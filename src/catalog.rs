//! Read-only catalog queries: category listing, filtered menu search,
//! allergen lookups, and the FAQ table.

use rust_decimal::Decimal;
use serde::Serialize;
use std::collections::BTreeSet;

use crate::model::Offering;
use crate::store::{Database, StoreError};

/// Conjunctive menu search filters; every supplied clause must hold.
#[derive(Debug, Clone, Default)]
pub struct MenuFilter {
    /// Food (true) or drink (false); offerings without a category never match.
    pub is_food: Option<bool>,
    /// Category names to include.
    pub categories: Option<Vec<String>>,
    pub is_recommended: Option<bool>,
    pub min_price: Option<Decimal>,
    pub max_price: Option<Decimal>,
    /// Ingredient names that must all be present (exact names, AND).
    pub must_include: Option<Vec<String>>,
    /// Ingredient names that must all be absent (exact names, AND).
    pub must_exclude: Option<Vec<String>>,
}

/// One menu search result row, in the wire shape the conversation layer
/// expects (`"food"` is the offering name; `"excluded items"` is the allergen
/// union).
#[derive(Debug, Clone, Serialize, PartialEq)]
pub struct MenuEntry {
    pub category: String,
    #[serde(rename = "food")]
    pub name: String,
    pub price: Decimal,
    pub description: Option<String>,
    pub ingredients: Vec<String>,
    #[serde(rename = "excluded items")]
    pub allergens: Vec<String>,
}

/// Category names, optionally filtered by the food/drink flag.
pub fn list_categories(db: &Database, is_food: Option<bool>) -> Vec<String> {
    db.categories()
        .filter(|category| is_food.is_none_or(|v| category.is_food == v))
        .map(|category| category.name.clone())
        .collect()
}

fn has_ingredient(db: &Database, offering: &Offering, name: &str) -> bool {
    offering.ingredients.iter().any(|assoc| {
        db.ingredient(assoc.ingredient_id)
            .is_some_and(|ingredient| ingredient.name == name)
    })
}

/// Sorted, deduplicated union of allergen-attribute names across an
/// offering's ingredients. Recomputed from memberships, never stored.
fn allergen_union(db: &Database, offering: &Offering) -> Vec<String> {
    let mut names: BTreeSet<String> = BTreeSet::new();
    for assoc in &offering.ingredients {
        let Some(ingredient) = db.ingredient(assoc.ingredient_id) else {
            continue;
        };
        for attribute_id in &ingredient.attributes {
            if let Some(attribute) = db.attribute(*attribute_id) {
                names.insert(attribute.name.clone());
            }
        }
    }
    names.into_iter().collect()
}

/// Offerings matching every supplied filter clause, in id order.
pub fn search_menu(db: &Database, filter: &MenuFilter) -> Vec<MenuEntry> {
    db.offerings()
        .filter(|offering| {
            let category = offering.category_id.and_then(|id| db.category(id));
            if let Some(is_food) = filter.is_food {
                if category.is_none_or(|c| c.is_food != is_food) {
                    return false;
                }
            }
            if let Some(names) = &filter.categories {
                if category.is_none_or(|c| !names.contains(&c.name)) {
                    return false;
                }
            }
            if let Some(recommended) = filter.is_recommended {
                if offering.recommended != recommended {
                    return false;
                }
            }
            if let Some(min) = filter.min_price {
                if offering.price < min {
                    return false;
                }
            }
            if let Some(max) = filter.max_price {
                if offering.price > max {
                    return false;
                }
            }
            if let Some(required) = &filter.must_include {
                if !required.iter().all(|name| has_ingredient(db, offering, name)) {
                    return false;
                }
            }
            if let Some(banned) = &filter.must_exclude {
                if banned.iter().any(|name| has_ingredient(db, offering, name)) {
                    return false;
                }
            }
            true
        })
        .map(|offering| MenuEntry {
            category: offering
                .category_id
                .and_then(|id| db.category(id))
                .map(|c| c.name.clone())
                .unwrap_or_else(|| "Uncategorized".to_string()),
            name: offering.name.clone(),
            price: offering.price,
            description: offering.description.clone(),
            ingredients: offering
                .ingredients
                .iter()
                .filter_map(|assoc| db.ingredient(assoc.ingredient_id).map(|i| i.name.clone()))
                .collect(),
            allergens: allergen_union(db, offering),
        })
        .collect()
}

/// Allergen information for one offering, resolved by exact name.
///
/// Without a check-list, the full deduplicated allergen name set. With one,
/// a containment statement per requested allergen, in the caller's order.
pub fn get_allergens(
    db: &Database,
    item_name: &str,
    allergens_to_check: Option<&[String]>,
) -> Result<Vec<String>, StoreError> {
    let offering = db
        .offering_by_name(item_name)
        .ok_or_else(|| StoreError::OfferingNotFound(item_name.to_string()))?;

    let actual = allergen_union(db, offering);

    match allergens_to_check {
        None => Ok(actual),
        Some(to_check) => {
            let actual: BTreeSet<&str> = actual.iter().map(String::as_str).collect();
            Ok(to_check
                .iter()
                .map(|allergen| {
                    if actual.contains(allergen.as_str()) {
                        format!("{} contains {}", offering.name, allergen)
                    } else {
                        format!("{} does not contain {}", offering.name, allergen)
                    }
                })
                .collect())
        }
    }
}

/// All FAQ keys the conversation layer may ask about.
pub fn faq_keys(db: &Database) -> Vec<String> {
    db.faq_keys()
}

/// The FAQ text under `key`.
pub fn faq_value(db: &Database, key: &str) -> Result<String, StoreError> {
    db.faq_value(key)
        .map(str::to_string)
        .ok_or_else(|| StoreError::FaqNotFound(key.to_string()))
}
☆ ☆ ☆
### What you will do
If a line of the listing above holds the string "rename", copy it.

### Written solution
    #[serde(rename = "food")]
    #[serde(rename = "excluded items")]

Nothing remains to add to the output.